The ‘Alice Jane’ was built at Cape Hawke, near Forster, in 1872. She was an 83-foot, 80-ton schooner designed for coastal transport of cargo. She was initially based in Maryborough, Queensland, from where she undertook several voyages to New Caledonia. In January 1874 she went missing on a voyage from Noumea to Sydney; her upturned hull was subsequently found at Port Hacking. The crew is presumed to have drowned.
It seems the ship was repaired and re-registered, and resumed trading along the NSW coast. However, on 5th July 1884, carrying a load of coal, she dragged her anchor in a severe gale and was beached in Trial Bay. Volunteers were able to help secure the vessel and eventually it was saved. On that occasion there was no loss of life. She was able to resume sailing as a coastal trader in September that year.

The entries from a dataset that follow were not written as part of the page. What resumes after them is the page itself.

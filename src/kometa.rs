//! Kometa document generation
//!
//! Renders the collection and overlay YAML files consumed by Kometa. Both
//! documents are regenerated from scratch on every run and written only when
//! their content changes.

use crate::date_format::DateFormatSpec;
use crate::resolver::EligibleShow;
use crate::temp;
use serde_yaml::{Mapping, Value};
use std::collections::BTreeSet;
use std::fs;
use std::io;
use std::path::{Path, PathBuf};
use thiserror::Error;
use tracing::debug;

/// File name of the collection document
pub const COLLECTION_FILE: &str = "UTSK_TV_UPCOMING_SHOWS_COLLECTION.yml";

/// File name of the overlay document
pub const OVERLAY_FILE: &str = "UTSK_TV_UPCOMING_SHOWS_OVERLAYS.yml";

/// Content of the overlay document when nothing is upcoming
const EMPTY_OVERLAY: &str = "#No matching shows found\n";

/// Keys the collection document sets itself; pass-through copies are dropped
const RESERVED_COLLECTION_KEYS: &[&str] = &[
    "summary",
    "sort_title",
    "smart_label",
    "sync_mode",
    "tvdb_show",
];

/// Errors that can occur while rendering or writing a document
#[derive(Debug, Error)]
pub enum ArtifactError {
    /// The document could not be serialized
    #[error("Failed to serialize document: {0}")]
    SerializeFailed(#[from] serde_yaml::Error),

    /// The document could not be written to disk
    #[error("Failed to write {path}: {source}")]
    WriteFailed {
        path: PathBuf,
        #[source]
        source: io::Error,
    },
}

/// Whether a document on disk was touched
#[derive(Debug, Clone, Copy, PartialEq, Eq)]
pub enum ArtifactStatus {
    Written,
    /// The file already had exactly this content
    Unchanged,
}

/// `collection_upcoming_shows` settings
#[derive(Debug, Clone, PartialEq)]
pub struct CollectionSettings {
    /// Collection name, also the label Kometa applies to members
    pub name: String,
    /// Summary template with `{days}` and `{next_premiere}` placeholders
    pub summary: String,
    pub sort_title: Option<String>,
    pub smart_label: String,
    /// Format of `{next_premiere}`
    pub date: DateFormatSpec,
    pub extra: Mapping,
}

/// `backdrop_upcoming_shows` settings
#[derive(Debug, Clone, PartialEq)]
pub struct BackdropSettings {
    pub enable: bool,
    pub extra: Mapping,
}

/// `text_upcoming_shows` settings
#[derive(Debug, Clone, PartialEq)]
pub struct TextSettings {
    pub enable: bool,
    pub date: DateFormatSpec,
    /// Text placed before the date
    pub use_text: String,
    pub capitalize_dates: bool,
    pub extra: Mapping,
}

/// Everything needed to render both documents
#[derive(Debug, Clone, PartialEq)]
pub struct DocumentSettings {
    pub future_days: u32,
    pub collection: CollectionSettings,
    pub backdrop: BackdropSettings,
    pub text: TextSettings,
}

/// The two rendered documents
#[derive(Debug, Clone, PartialEq, Eq)]
pub struct Documents {
    pub collection: String,
    pub overlay: String,
}

/// Renders both documents for the given eligible shows
///
/// The shows must already be in resolver order; identical input produces
/// byte-identical output.
pub fn emit(
    shows: &[EligibleShow],
    settings: &DocumentSettings,
) -> Result<Documents, ArtifactError> {
    let shows: Vec<&EligibleShow> = {
        let mut seen = BTreeSet::new();
        shows
            .iter()
            .filter(|entry| entry.show.tvdb_id != 0)
            .filter(|entry| seen.insert(entry.show.tvdb_id))
            .collect()
    };

    Ok(Documents {
        collection: render_collection(&shows, settings)?,
        overlay: render_overlay(&shows, settings)?,
    })
}

fn render_collection(
    shows: &[&EligibleShow],
    settings: &DocumentSettings,
) -> Result<String, ArtifactError> {
    let config = &settings.collection;
    let mut collection = Mapping::new();

    if shows.is_empty() {
        let mut all = Mapping::new();
        all.insert("label".into(), config.name.as_str().into());
        let mut search = Mapping::new();
        search.insert("all".into(), Value::Mapping(all));

        collection.insert("plex_search".into(), Value::Mapping(search));
        collection.insert("item_label.remove".into(), config.name.as_str().into());
        collection.insert("smart_label".into(), config.smart_label.as_str().into());
        collection.insert("build_collection".into(), false.into());
    } else {
        let summary = config
            .summary
            .replace("{days}", &settings.future_days.to_string())
            .replace("{next_premiere}", &config.date.render(shows[0].premiere_date));

        collection.insert("summary".into(), summary.into());
        if let Some(sort_title) = &config.sort_title {
            collection.insert("sort_title".into(), sort_title.as_str().into());
        }
        for (key, value) in &config.extra {
            if key.as_str().is_some_and(|k| RESERVED_COLLECTION_KEYS.contains(&k)) {
                continue;
            }
            collection.insert(key.clone(), value.clone());
        }
        collection.insert("smart_label".into(), config.smart_label.as_str().into());
        collection.insert("sync_mode".into(), "sync".into());
        collection.insert(
            "tvdb_show".into(),
            id_list(shows.iter().map(|e| e.show.tvdb_id)).into(),
        );
    }

    let mut collections = Mapping::new();
    collections.insert(config.name.as_str().into(), Value::Mapping(collection));
    let mut root = Mapping::new();
    root.insert("collections".into(), Value::Mapping(collections));

    Ok(serde_yaml::to_string(&root)?)
}

fn render_overlay(
    shows: &[&EligibleShow],
    settings: &DocumentSettings,
) -> Result<String, ArtifactError> {
    if shows.is_empty() {
        return Ok(EMPTY_OVERLAY.to_string());
    }

    let mut overlays = Mapping::new();

    if settings.backdrop.enable {
        let mut overlay = Mapping::new();
        overlay.insert("name".into(), "backdrop".into());
        extend_without_name(&mut overlay, &settings.backdrop.extra);

        let mut entry = Mapping::new();
        entry.insert("overlay".into(), Value::Mapping(overlay));
        entry.insert(
            "tvdb_show".into(),
            id_list(shows.iter().map(|e| e.show.tvdb_id)).into(),
        );
        overlays.insert("backdrop".into(), Value::Mapping(entry));
    }

    if settings.text.enable {
        let text = &settings.text;
        for entry in shows {
            let mut date = text.date.render(entry.premiere_date);
            if text.capitalize_dates {
                date = date.to_uppercase();
            }

            let mut overlay = Mapping::new();
            overlay.insert(
                "name".into(),
                format!("text({} {})", text.use_text, date).into(),
            );
            extend_without_name(&mut overlay, &text.extra);

            let mut block = Mapping::new();
            block.insert("overlay".into(), Value::Mapping(overlay));
            block.insert("tvdb_show".into(), entry.show.tvdb_id.to_string().into());

            overlays.insert(
                format!("UTSK_{}", entry.show.tvdb_id).into(),
                Value::Mapping(block),
            );
        }
    }

    let mut root = Mapping::new();
    root.insert("overlays".into(), Value::Mapping(overlays));

    Ok(serde_yaml::to_string(&root)?)
}

fn extend_without_name(target: &mut Mapping, extra: &Mapping) {
    for (key, value) in extra {
        if key.as_str() == Some("name") {
            continue;
        }
        target.insert(key.clone(), value.clone());
    }
}

/// Ascending, comma separated ids as Kometa expects them
fn id_list(ids: impl Iterator<Item = u32>) -> String {
    ids.collect::<BTreeSet<_>>()
        .iter()
        .map(u32::to_string)
        .collect::<Vec<_>>()
        .join(", ")
}

/// Writes a document unless the file already has exactly this content
///
/// The content is written to a hidden sibling file first and renamed over
/// the target, so readers never observe a partially written document.
pub fn write_artifact(path: &Path, contents: &str) -> Result<ArtifactStatus, ArtifactError> {
    if let Ok(existing) = fs::read(path) {
        if existing == contents.as_bytes() {
            debug!(path = %path.display(), "Document unchanged");
            return Ok(ArtifactStatus::Unchanged);
        }
    }

    let write_failed = |source: io::Error| ArtifactError::WriteFailed {
        path: path.to_path_buf(),
        source,
    };

    let parent = match path.parent() {
        Some(parent) if !parent.as_os_str().is_empty() => parent,
        _ => Path::new("."),
    };
    fs::create_dir_all(parent).map_err(write_failed)?;

    let staged = temp::create_temp_file_in(parent, "kometa", "yml").map_err(write_failed)?;
    fs::write(staged.path(), contents).map_err(write_failed)?;
    staged.persist(path).map_err(write_failed)?;

    debug!(path = %path.display(), "Document written");
    Ok(ArtifactStatus::Written)
}

#[cfg(test)]
pub(crate) mod tests {
    use super::*;
    use crate::trailer::tests::show;
    use chrono::{NaiveDate, TimeZone, Utc};

    pub(crate) fn document_settings() -> DocumentSettings {
        DocumentSettings {
            future_days: 30,
            collection: CollectionSettings {
                name: "Upcoming Shows".to_string(),
                summary: "Shows with their first episode premiering within {days} days".to_string(),
                sort_title: None,
                smart_label: "random".to_string(),
                date: DateFormatSpec::parse("yyyy-mm-dd", None).unwrap(),
                extra: Mapping::new(),
            },
            backdrop: BackdropSettings {
                enable: true,
                extra: Mapping::new(),
            },
            text: TextSettings {
                enable: true,
                date: DateFormatSpec::parse("yyyy-mm-dd", None).unwrap(),
                use_text: "Coming Soon".to_string(),
                capitalize_dates: true,
                extra: Mapping::new(),
            },
        }
    }

    fn eligible(id: u32, title: &str, y: i32, m: u32, d: u32) -> EligibleShow {
        EligibleShow {
            show: show(id, title, Path::new("/tv")),
            premiere: Utc.with_ymd_and_hms(y, m, d, 20, 0, 0).unwrap(),
            premiere_date: NaiveDate::from_ymd_opt(y, m, d).unwrap(),
        }
    }

    fn keys(mapping: &Mapping) -> Vec<&str> {
        mapping.keys().filter_map(Value::as_str).collect()
    }

    fn parse(document: &str) -> Mapping {
        serde_yaml::from_str(document).unwrap()
    }

    #[test]
    fn test_collection_document() {
        let mut settings = document_settings();
        settings.collection.sort_title = Some("+1_Upcoming".to_string());
        settings.collection.summary = "Premieres within {days} days, next on {next_premiere}".to_string();
        settings
            .collection
            .extra
            .insert("visible_home".into(), true.into());
        settings
            .collection
            .extra
            .insert("sync_mode".into(), "append".into());

        // Resolver order: earlier premiere first
        let shows = vec![eligible(2, "Second", 2025, 3, 5), eligible(1, "First", 2025, 3, 10)];
        let documents = emit(&shows, &settings).unwrap();

        let root = parse(&documents.collection);
        let collection = root["collections"]["Upcoming Shows"].as_mapping().unwrap();

        assert_eq!(
            keys(collection),
            vec!["summary", "sort_title", "visible_home", "smart_label", "sync_mode", "tvdb_show"]
        );
        assert_eq!(
            collection["summary"].as_str(),
            Some("Premieres within 30 days, next on 2025-03-05")
        );
        assert_eq!(collection["sort_title"].as_str(), Some("+1_Upcoming"));
        assert_eq!(collection["sync_mode"].as_str(), Some("sync"));
        assert_eq!(collection["tvdb_show"].as_str(), Some("400001, 400002"));
    }

    #[test]
    fn test_empty_collection_removes_label() {
        let documents = emit(&[], &document_settings()).unwrap();

        let root = parse(&documents.collection);
        let collection = root["collections"]["Upcoming Shows"].as_mapping().unwrap();

        assert_eq!(
            keys(collection),
            vec!["plex_search", "item_label.remove", "smart_label", "build_collection"]
        );
        assert_eq!(
            collection["plex_search"]["all"]["label"].as_str(),
            Some("Upcoming Shows")
        );
        assert_eq!(collection["build_collection"].as_bool(), Some(false));
        assert_eq!(documents.overlay, "#No matching shows found\n");
    }

    #[test]
    fn test_overlay_document() {
        let mut settings = document_settings();
        settings.text.date = DateFormatSpec::parse("mmm d", None).unwrap();
        settings.text.extra.insert("font_size".into(), 35.into());
        settings
            .backdrop
            .extra
            .insert("back_color".into(), "#1E1E1E".into());

        let shows = vec![eligible(7, "Early", 2025, 3, 5), eligible(3, "Late", 2025, 3, 10)];
        let documents = emit(&shows, &settings).unwrap();

        let root = parse(&documents.overlay);
        let overlays = root["overlays"].as_mapping().unwrap();

        assert_eq!(keys(overlays), vec!["backdrop", "UTSK_400007", "UTSK_400003"]);

        assert_eq!(overlays["backdrop"]["overlay"]["name"].as_str(), Some("backdrop"));
        assert_eq!(
            overlays["backdrop"]["overlay"]["back_color"].as_str(),
            Some("#1E1E1E")
        );
        assert_eq!(
            overlays["backdrop"]["tvdb_show"].as_str(),
            Some("400003, 400007")
        );

        let early = &overlays["UTSK_400007"];
        assert_eq!(early["overlay"]["name"].as_str(), Some("text(Coming Soon MAR 5)"));
        assert_eq!(early["overlay"]["font_size"].as_u64(), Some(35));
        assert_eq!(early["tvdb_show"].as_str(), Some("400007"));
    }

    #[test]
    fn test_overlay_sections_can_be_disabled() {
        let mut settings = document_settings();
        settings.backdrop.enable = false;
        settings.text.capitalize_dates = false;
        settings.text.date = DateFormatSpec::parse("mmmm d", None).unwrap();

        let documents = emit(&[eligible(1, "Only", 2025, 3, 5)], &settings).unwrap();
        let root = parse(&documents.overlay);
        let overlays = root["overlays"].as_mapping().unwrap();

        assert_eq!(keys(overlays), vec!["UTSK_400001"]);
        assert_eq!(
            overlays["UTSK_400001"]["overlay"]["name"].as_str(),
            Some("text(Coming Soon March 5)")
        );
    }

    #[test]
    fn test_emit_is_deterministic() {
        let shows = vec![eligible(1, "A", 2025, 3, 5), eligible(2, "B", 2025, 3, 6)];
        let first = emit(&shows, &document_settings()).unwrap();
        let second = emit(&shows, &document_settings()).unwrap();
        assert_eq!(first, second);
    }

    #[test]
    fn test_write_artifact_skips_identical_content() {
        let dir = tempfile::tempdir().unwrap();
        let path = dir.path().join("Kometa").join(COLLECTION_FILE);

        assert_eq!(write_artifact(&path, "a: 1\n").unwrap(), ArtifactStatus::Written);
        assert_eq!(write_artifact(&path, "a: 1\n").unwrap(), ArtifactStatus::Unchanged);
        assert_eq!(write_artifact(&path, "a: 2\n").unwrap(), ArtifactStatus::Written);

        assert_eq!(fs::read_to_string(&path).unwrap(), "a: 2\n");
        // No staging files are left behind
        assert_eq!(fs::read_dir(path.parent().unwrap()).unwrap().count(), 1);
    }
}
/// yt-dlp `--dump-json` output types.
use serde::Deserialize;

/// One line of `yt-dlp --dump-json --flat-playlist` output
#[derive(Debug, Deserialize)]
pub(super) struct YtDlpEntry {
    #[serde(default)]
    pub id: Option<String>,
    #[serde(default)]
    pub title: Option<String>,
    #[serde(default)]
    pub channel: Option<String>,
    #[serde(default)]
    pub channel_id: Option<String>,
    #[serde(default)]
    pub uploader: Option<String>,
    #[serde(default)]
    pub uploader_id: Option<String>,
    /// Seconds, sometimes fractional
    #[serde(default)]
    pub duration: Option<f64>,
    #[serde(default)]
    pub live_status: Option<String>,
    #[serde(default)]
    pub url: Option<String>,
    #[serde(default)]
    pub webpage_url: Option<String>,
}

On 11th January 1888 the ‘Alice Jane’ was wrecked at Tomakin, ‘her back having been broken’. The ship’s master described the events leading up to her loss at a Marine Board of Enquiry: ‘She was lost on the 10th instant, when on a voyage from Tomakin to Sydney; on the night after the vessel’s departure from Tomakin. It came on to blow hard and as she was not making any headway she ran to an anchorage under Burrawarra Point. During the night the vessel got broadside to the easterly roll, and he heard the water washing about in the hold; he called all hands and it was ascertained that there was 2.5 ft. of water in the vessel; the pumps were kept going till the following night, when the weather appeared so fine that a start was made for Sydney. Shortly after leaving a southerly sprang up and the vessel was again headed for shelter but on nearing Tomakin the leak gained rapidly, and on getting inside she was almost level with the water. The schooner was then beached; he accounted for the leak by the fact that the schooner had been on the ground at Tomakin for five days, and that she must have strained herself…In February 1888 the master of the schooner applied for relief on the grounds that he had lost his clothes and effects in the wreck of the vessel at Tomakin.’